INPUT DATA
════════════════════
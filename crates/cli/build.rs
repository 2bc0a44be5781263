use std::process::Command;

fn main() {
    println!("cargo:rerun-if-changed=../../.git/HEAD");

    // Short commit hash for `harada --version`, "unknown" outside a checkout
    let git_hash = Command::new("git")
        .args(["rev-parse", "--short=7", "HEAD"])
        .output()
        .ok()
        .filter(|output| output.status.success())
        .and_then(|output| String::from_utf8(output.stdout).ok())
        .map(|s| s.trim().to_string())
        .filter(|s| !s.is_empty())
        .unwrap_or_else(|| "unknown".to_string());
    println!("cargo:rustc-env=HARADA_GIT_HASH={}", git_hash);

    let target = std::env::var("TARGET").unwrap_or_else(|_| "unknown".to_string());
    println!("cargo:rustc-env=HARADA_TARGET={}", target);
}
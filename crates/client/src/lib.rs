//! Clients for the hosted Harada services.
//!
//! - [`assist`]: suggested text for one cell (hosted service or chat API)
//! - [`export`]: board PDF rendering
//!
//! All calls are blocking with a 60s timeout. A failed call never touches
//! the board.

pub mod assist;
pub mod error;
pub mod export;
mod http;

pub use assist::{backend_for, ChatBackend, ServiceBackend, SuggestionBackend};
pub use error::ClientError;
pub use export::{filename_from_disposition, ExportClient, ExportedDocument};
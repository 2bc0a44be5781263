// Board operations shared by one-shot commands and the repl.

use std::path::{Path, PathBuf};

use harada_client::{ExportClient, SuggestionBackend};
use harada_config::{Settings, StorageBackend};
use harada_core::catalog;
use harada_engine::assist::{AssistOutcome, RequestGate};
use harada_engine::board::Board;
use harada_engine::events::BoardEvent;
use harada_engine::prompt;
use harada_engine::store::{BoardStore, MemoryStore, StoreError};
use harada_io::{FileStore, SqliteStore};

use crate::exit_codes::{
    assist_exit_code, export_exit_code, EXIT_ASSIST_DISCARDED, EXIT_EXPORT_NOT_CONFIGURED,
    EXIT_EXPORT_WRITE, EXIT_STORE_WRITE,
};
use crate::CliError;

pub type CliBoard = Board<Box<dyn BoardStore>>;

/// Open the configured store backend.
pub fn open_store(settings: &Settings) -> Result<Box<dyn BoardStore>, StoreError> {
    let dir = settings.store_dir();
    let store: Box<dyn BoardStore> = match settings.storage_backend {
        StorageBackend::Files => Box::new(FileStore::open(&dir)?),
        StorageBackend::Sqlite => Box::new(SqliteStore::open_in(&dir)?),
    };
    tracing::debug!(dir = %dir.display(), "opened board store");
    Ok(store)
}

/// Open the board for viewing. An unusable store falls back to memory so
/// read-only commands still show the empty board.
pub fn open_board(settings: &Settings) -> CliBoard {
    let store = open_store(settings).unwrap_or_else(|e| {
        eprintln!("warning: store unavailable ({}); changes will not be saved", e);
        Box::new(MemoryStore::new()) as Box<dyn BoardStore>
    });
    board_over(store)
}

/// Open the board for a command that changes it. Fails instead of
/// falling back to memory.
pub fn open_board_for_edit(settings: &Settings) -> Result<CliBoard, CliError> {
    let store = open_store(settings).map_err(|e| CliError {
        code: EXIT_STORE_WRITE,
        message: format!("store unavailable ({}); nothing was changed", e),
        hint: Some("check storage.dir or HARADA_STORE_DIR (harada status)".to_string()),
    })?;
    Ok(board_over(store))
}

fn board_over(store: Box<dyn BoardStore>) -> CliBoard {
    let mut board = Board::open(store);
    if let Some(e) = board.load_warning() {
        eprintln!("warning: saved board not loaded ({}); starting from defaults", e);
    }
    board.subscribe(Box::new(log_event));
    board
}

fn log_event(event: &BoardEvent) {
    match event {
        BoardEvent::CellChanged(e) => tracing::debug!(cell = %e.cell_id, len = e.text.len(), "cell changed"),
        BoardEvent::SelectionChanged(e) => {
            tracing::debug!(previous = ?e.previous, current = ?e.current, "selection changed")
        }
        BoardEvent::BoardReset(e) => tracing::info!(all_data = e.all_data, "board reset"),
        BoardEvent::PersistFailed(e) => {
            tracing::debug!(op = e.op.as_str(), error = %e.error, "store write failed")
        }
    }
}

/// Details for one cell, as shown when it is selected.
pub fn describe_cell<S: BoardStore>(board: &Board<S>, id: &str) -> Option<String> {
    let cell = catalog::cell(id)?;
    let mut out = format!("{}  {}", cell.id, cell.role.label());
    if cell.row_span > 1 || cell.col_span > 1 {
        out.push_str(&format!(
            "  (rows {}-{}, cols {}-{})",
            cell.row,
            cell.row + cell.row_span - 1,
            cell.col,
            cell.col + cell.col_span - 1
        ));
    } else {
        out.push_str(&format!("  (row {}, col {})", cell.row, cell.col));
    }
    out.push('\n');
    let text = board.value(id).unwrap_or_default();
    if text.is_empty() {
        out.push_str("Text: (empty)\n");
    } else {
        out.push_str(&format!("Text: {}\n", text));
    }
    out.push_str(&format!("Holds {}\n", prompt::role_description(cell.role)));
    Some(out)
}

/// Ask the backend for a suggestion for the selected cell and settle it.
pub fn ask<S: BoardStore>(
    board: &mut Board<S>,
    gate: &mut RequestGate,
    backend: &dyn SuggestionBackend,
    question: &str,
) -> Result<String, CliError> {
    let request = board.assist_request(question).map_err(CliError::validation)?;
    let ticket = gate.begin_assist(&request).map_err(CliError::busy)?;

    tracing::info!(cell = %request.cell_id, role = request.role.as_str(), "requesting suggestion");
    let result = backend.suggest(&request);

    match gate.finish_assist(ticket, result, board) {
        AssistOutcome::Applied { cell_id } => Ok(board.value(&cell_id).unwrap_or_default().to_string()),
        AssistOutcome::AppliedUnsaved { cell_id, error } => Err(CliError {
            code: EXIT_STORE_WRITE,
            message: format!("suggestion written to {} but not saved: {}", cell_id, error),
            hint: Some("check the store directory (harada status)".to_string()),
        }),
        AssistOutcome::Discarded { cell_id } => Err(CliError {
            code: EXIT_ASSIST_DISCARDED,
            message: format!("suggestion for {} discarded: selection changed", cell_id),
            hint: None,
        }),
        AssistOutcome::Failed(e) => Err(CliError {
            code: assist_exit_code(&e),
            message: format!("could not get a suggestion: {}", e),
            hint: None,
        }),
    }
}

/// Render the board remotely and write the document.
///
/// `output` may be a file or an existing directory; without it the
/// document lands in the current directory under the service's filename.
pub fn export<S: BoardStore>(
    board: &Board<S>,
    gate: &mut RequestGate,
    settings: &Settings,
    output: Option<&Path>,
) -> Result<PathBuf, CliError> {
    let base_url = settings.service_base_url().ok_or_else(|| CliError {
        code: EXIT_EXPORT_NOT_CONFIGURED,
        message: "export service not configured".to_string(),
        hint: Some(format!("set \"service.baseUrl\" in {}", Settings::config_path_display())),
    })?;

    let ticket = gate.begin_export().map_err(CliError::busy)?;
    let result = ExportClient::new(base_url)
        .map(|c| c.with_default_filename(&settings.export_default_filename))
        .and_then(|c| c.export(&board.snapshot()));
    gate.finish_export(ticket);

    let doc = result.map_err(|e| CliError {
        code: export_exit_code(&e),
        message: format!("export failed: {}", e),
        hint: None,
    })?;

    let path = match output {
        Some(p) if p.is_dir() => p.join(&doc.filename),
        Some(p) => p.to_path_buf(),
        None => PathBuf::from(&doc.filename),
    };

    std::fs::write(&path, &doc.bytes).map_err(|e| CliError {
        code: EXIT_EXPORT_WRITE,
        message: format!("{}: {}", path.display(), e),
        hint: None,
    })?;
    tracing::info!(path = %path.display(), bytes = doc.bytes.len(), "export written");
    Ok(path)
}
════════════════════
Would you transcribe, exactly, the lines running from the one that contains "Some(p) if p.is_dir()" through the final line of the listing above? Include both ends and nothing else.

        Some(p) if p.is_dir() => p.join(&doc.filename),
        Some(p) => p.to_path_buf(),
        None => PathBuf::from(&doc.filename),
    };

    std::fs::write(&path, &doc.bytes).map_err(|e| CliError {
        code: EXIT_EXPORT_WRITE,
        message: format!("{}: {}", path.display(), e),
        hint: None,
    })?;
    tracing::info!(path = %path.display(), bytes = doc.bytes.len(), "export written");
    Ok(path)
}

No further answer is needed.